Quando um conflito a nível mundial aparece nas
páginas dos jornais, logo surge a opinião respeitada (e bem paga, diga-se)
deste ou daquele comentador. O que mais incomoda, no caso de Portugal (mesmo
nos diversos países), é o tipo de análise redutora. Sempre com pano de fundo a
questão militar e a questão estratégica (a que juntam sempre os aspectos
económicos). Neste tipo de análise nunca é considerado o aspecto histórico,
sociológico ou religioso. E da etnografia nada se diz.

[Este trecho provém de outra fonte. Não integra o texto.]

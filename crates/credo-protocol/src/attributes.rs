//! # Attribute Integer Encoding
//!
//! Credential attributes are signed as integers. A string attribute is its
//! UTF-8 bytes as a big-endian integer, shifted left one bit with the low
//! bit set — the presence flag distinguishing an empty string from an
//! absent attribute (which encodes as zero).
//!
//! Slot 1 of every credential is the metadata attribute: a fixed-width
//! structure carrying the encoding version, signing and expiry dates, the
//! issuer key counter, and a hash identifying the credential type. The
//! metadata attribute is always disclosed; verifiers use it to find the
//! issuer public key and to check expiry.

use chrono::{DateTime, TimeZone, Utc};
use num_bigint_dig::BigUint;
use num_integer::Integer;
use num_traits::Zero;
use sha2::{Digest, Sha256};
use thiserror::Error;

use credo_core::CredentialTypeId;

/// The current metadata encoding version byte.
pub const METADATA_VERSION: u8 = 0x03;

const METADATA_BYTES: usize = 1 + 4 + 8 + 8 + 16;
const SECONDS_PER_DAY: i64 = 86_400;

/// Error decoding an attribute or metadata integer.
#[derive(Error, Debug, Clone, PartialEq, Eq)]
pub enum AttributeError {
    /// The metadata integer is too wide or carries an unknown version.
    #[error("malformed metadata attribute: {0}")]
    MalformedMetadata(String),
    /// The attribute bytes are not valid UTF-8.
    #[error("attribute is not valid UTF-8")]
    NotUtf8,
}

/// Encode an attribute value. `None` (absent) encodes as zero; a present
/// string is shifted left with the presence bit set.
pub fn encode_attribute(value: Option<&str>) -> BigUint {
    match value {
        None => BigUint::zero(),
        Some(s) => {
            let raw = BigUint::from_bytes_be(s.as_bytes());
            (raw << 1usize) + BigUint::from(1u32)
        }
    }
}

/// Decode an attribute integer back to its optional string value.
pub fn decode_attribute(value: &BigUint) -> Result<Option<String>, AttributeError> {
    if value.is_zero() {
        return Ok(None);
    }
    if value.is_odd() {
        let raw: BigUint = value >> 1usize;
        let bytes = raw.to_bytes_be();
        // An empty string shifts to exactly 1, whose raw part is zero.
        if raw.is_zero() {
            return Ok(Some(String::new()));
        }
        String::from_utf8(bytes)
            .map(Some)
            .map_err(|_| AttributeError::NotUtf8)
    } else {
        // Presence bit unset on a nonzero value: old-format attribute,
        // taken verbatim.
        String::from_utf8(value.to_bytes_be())
            .map(Some)
            .map_err(|_| AttributeError::NotUtf8)
    }
}

/// The structured metadata attribute at slot 1 of every credential.
#[derive(Debug, Clone, PartialEq, Eq)]
pub struct MetadataAttribute {
    /// Encoding version byte.
    pub version: u8,
    /// Issuer key rollover counter.
    pub key_counter: u32,
    /// Signing date, in days since the Unix epoch.
    pub signing_date: u64,
    /// Expiry date, in days since the Unix epoch.
    pub expiry: u64,
    /// Truncated SHA-256 of the credential type identifier.
    pub credtype_hash: [u8; 16],
}

impl MetadataAttribute {
    /// Build metadata for a credential signed now and valid until `expiry`.
    pub fn new(
        credtype: &CredentialTypeId,
        key_counter: u32,
        now: DateTime<Utc>,
        expiry: DateTime<Utc>,
    ) -> Self {
        Self {
            version: METADATA_VERSION,
            key_counter,
            signing_date: (now.timestamp() / SECONDS_PER_DAY).max(0) as u64,
            expiry: (expiry.timestamp() / SECONDS_PER_DAY).max(0) as u64,
            credtype_hash: credtype_hash(credtype),
        }
    }

    /// Serialize to the signed attribute integer.
    pub fn to_int(&self) -> BigUint {
        let mut bytes = Vec::with_capacity(METADATA_BYTES);
        bytes.push(self.version);
        bytes.extend_from_slice(&self.key_counter.to_be_bytes());
        bytes.extend_from_slice(&self.signing_date.to_be_bytes());
        bytes.extend_from_slice(&self.expiry.to_be_bytes());
        bytes.extend_from_slice(&self.credtype_hash);
        BigUint::from_bytes_be(&bytes)
    }

    /// Parse back from a signed attribute integer.
    pub fn from_int(value: &BigUint) -> Result<Self, AttributeError> {
        let raw = value.to_bytes_be();
        if raw.len() > METADATA_BYTES {
            return Err(AttributeError::MalformedMetadata(format!(
                "{} bytes, expected at most {METADATA_BYTES}",
                raw.len()
            )));
        }
        let mut bytes = [0u8; METADATA_BYTES];
        bytes[METADATA_BYTES - raw.len()..].copy_from_slice(&raw);

        let version = bytes[0];
        if version != METADATA_VERSION {
            return Err(AttributeError::MalformedMetadata(format!(
                "unknown version byte {version:#04x}"
            )));
        }
        let key_counter = u32::from_be_bytes(bytes[1..5].try_into().expect("fixed width"));
        let signing_date = u64::from_be_bytes(bytes[5..13].try_into().expect("fixed width"));
        let expiry = u64::from_be_bytes(bytes[13..21].try_into().expect("fixed width"));
        let mut credtype_hash = [0u8; 16];
        credtype_hash.copy_from_slice(&bytes[21..37]);

        Ok(Self {
            version,
            key_counter,
            signing_date,
            expiry,
            credtype_hash,
        })
    }

    /// Whether the credential is expired at `now`.
    pub fn expired(&self, now: DateTime<Utc>) -> bool {
        (self.expiry as i64) * SECONDS_PER_DAY <= now.timestamp()
    }

    /// Signing date as a timestamp (midnight of the signing day).
    pub fn issuance_time(&self) -> DateTime<Utc> {
        Utc.timestamp_opt((self.signing_date as i64) * SECONDS_PER_DAY, 0)
            .single()
            .unwrap_or_else(Utc::now)
    }

    /// Expiry date as a timestamp (midnight of the expiry day).
    pub fn expiry_time(&self) -> DateTime<Utc> {
        Utc.timestamp_opt((self.expiry as i64) * SECONDS_PER_DAY, 0)
            .single()
            .unwrap_or_else(Utc::now)
    }
}

/// Truncated SHA-256 identifying a credential type inside metadata.
pub fn credtype_hash(id: &CredentialTypeId) -> [u8; 16] {
    let digest = Sha256::digest(id.as_str().as_bytes());
    let mut hash = [0u8; 16];
    hash.copy_from_slice(&digest[..16]);
    hash
}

Este intróito vem a propósito dos conflitos
recentes, sobretudo do que diz respeito à Ucrânia (mas serve na mesma para os
outros).
Quando os analistas abordam apenas a questão da estratégia, incorrem num erro
crasso de cultura redutora.
A 24 de Abril de 2008, depois da última Cimeira
da NATO em que George W. Bush participou, em Bucareste, Vladimir Putin virou-se
para o então Presidente dos Estados Unidos da América e disse-lhe: “Tu não
estás a entender, George, a Ucrânia nem sequer é um Estado, parte do seu
território pertence à Europa de Leste, mas a parte maior foi uma oferta que lhe
fizemos”.
Vladimir não estava a falar de estratégia, nem de
economia, nem de interesses. Estava simplesmente a falar da História. E dos
aspectos sociológicos e etnográficos.
O erro de Vladimir é que conhece muito pouco a
História do seu país. A Grande Rússia é um enorme território composto de
geografias anexadas ou conquistadas, Foram os casos de territórios consideráveis que apenas se tornaram independentes depois do desmembramento da antiga URSS em 1989, mas sobre os quais mantém muita influência: o Cazaquistão (1854), o Turquestão
(1873), a Província do Amur (1859), o Pamir (1895), metade da Moldávia – para
eles a Bessarábia (1821).
Deixemos, portanto, todo o extenso território
conquistado no século XVII, a partir de Tomsk (1604) que se alongou por toda a
Sibéria. Foquemo-nos apenas na Ucrânia.
Em meados do século X (948), Menahem ibn Saruq, um judeu a viver no
extremo ocidental do mundo conhecido, em tinta feita de bílis, endereçou uma
missiva a outro judeu na extremidade oriental, o rei José. Menahem apenas
cumpria a missão que lhe fora confiada pelo seu patrono e senhor, Hasdai ibn
Shaprut, homem considerado indispensável por Abdarramão III, califa de
Al-Andalus, na Península Ibérica.
José era o rei dos Cazares, um imenso reino
judaico situado nas elevadas pradarias da Ásia Ocidental, banhado pelo curso
inferior do Volga, tendo como fronteira a leste o mar Cáspio (conhecido à época
por mar Jorjan), o mar Negro, ou “Constantino” a oeste, e as montanhas do
Cáucaso a norte. A ele pertencia toda a Crimeia e (supõe-se) a cidade de Kiev.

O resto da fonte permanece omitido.